Robert Kennedy, in speaking against an unnecessary war, could denounce his own government for a “web of repression” against dissenters.

Read now of what the Washington Post calls the sound of silence—the reaction of Democrats in the United States Senate when one of their colleagues introduced a resolution not—as so many have suggested—to impeach George Bush but merely to censure him for breaking the law and trying to cover it up:

“Democratic senators, filing in for their weekly caucus lunch yesterday, looked as if they’d seen a ghost.

“'I haven’t read it,’ demurred Barack Obama (Ill.).

“'I just don’t have enough information,’ protested Ben Nelson (Neb.). ‘I really can’t right now,’ John Kerry (Mass.) said as he hurried past a knot of reporters—an excuse that fell apart when Kerry was forced into an awkward wait as Capitol Police stopped an aide.

“Hillary Rodham Clinton (N.Y.) brushed past the press pack, shaking her head and waving her hand over her shoulder.
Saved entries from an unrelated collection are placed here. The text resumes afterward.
//! Stemming token filter and stemmer implementations.

use super::Filter;
use crate::analysis::token::TokenStream;
use crate::error::Result;
use crate::language::Language;

/// Trait for stemming algorithms.
pub trait Stemmer: Send + Sync {
    /// Stem a word to its root form.
    fn stem(&self, word: &str) -> String;

    /// Get the name of this stemmer.
    fn name(&self) -> &'static str;
}

pub mod english;
pub mod turkish;

pub use english::EnglishStemmer;
pub use turkish::TurkishStemmer;

/// Tokens shorter than this are never stemmed.
const MIN_STEM_INPUT: usize = 3;

/// Filter that applies stemming to tokens.
///
/// Negation-tagged tokens and tokens shorter than three characters pass
/// through untouched.
pub struct StemFilter {
    /// The stemmer to use.
    stemmer: Box<dyn Stemmer>,
}

impl std::fmt::Debug for StemFilter {
    fn fmt(&self, f: &mut std::fmt::Formatter<'_>) -> std::fmt::Result {
        f.debug_struct("StemFilter")
            .field("stemmer", &self.stemmer.name())
            .finish()
    }
}

impl StemFilter {
    /// Create the stem filter for `language`.
    pub fn new(language: Language) -> Self {
        match language {
            Language::Turkish => Self::with_stemmer(Box::new(TurkishStemmer::new())),
            Language::English => Self::with_stemmer(Box::new(EnglishStemmer::new())),
        }
    }

    /// Create a stem filter with a custom stemmer.
    pub fn with_stemmer(stemmer: Box<dyn Stemmer>) -> Self {
        StemFilter { stemmer }
    }

    /// The name of the wrapped stemmer.
    pub fn stemmer_name(&self) -> &'static str {
        self.stemmer.name()
    }
}

impl Filter for StemFilter {
    fn filter(&self, tokens: TokenStream) -> Result<TokenStream> {
        let filtered_tokens = tokens
            .map(|token| {
                if token.is_negated() || token.char_len() < MIN_STEM_INPUT {
                    token
                } else {
                    let stemmed = self.stemmer.stem(&token.text);
                    token.with_text(stemmed)
                }
            })
            .collect::<Vec<_>>();

        Ok(Box::new(filtered_tokens.into_iter()))
    }

    fn name(&self) -> &'static str {
        "stem"
    }
}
When an errant food cart blocked her entrance to the meeting room, she tried to hide from reporters behind the 4-foot-11 Barbara Mikulski (Md.).”

If Clinton runs for president, it may be well to keep in mind, when considering her claim to leadership, the image of her cowering behind the senator from Maryland.

There is a difference between the political courage needed in the hallways of decision making and the physical courage needed on the field of battle. Politics doesn’t require the same level of grit and nerve as war. That’s why it’s so disappointing to see that the Democrats can’t even muster the political spirit to call this weak and supercilious president to account. It is particularly discouraging to see a genuine war hero like Kerry cowering before a politically unpleasant task.

Kerry, Clinton and most other Democrats in the Senate voted for war against Iraq. It’s unfortunate that they are matching the courage of the U.S. soldiers they sent into battle only with their own cowardice in Congress. It’s not just George Bush who needs censuring.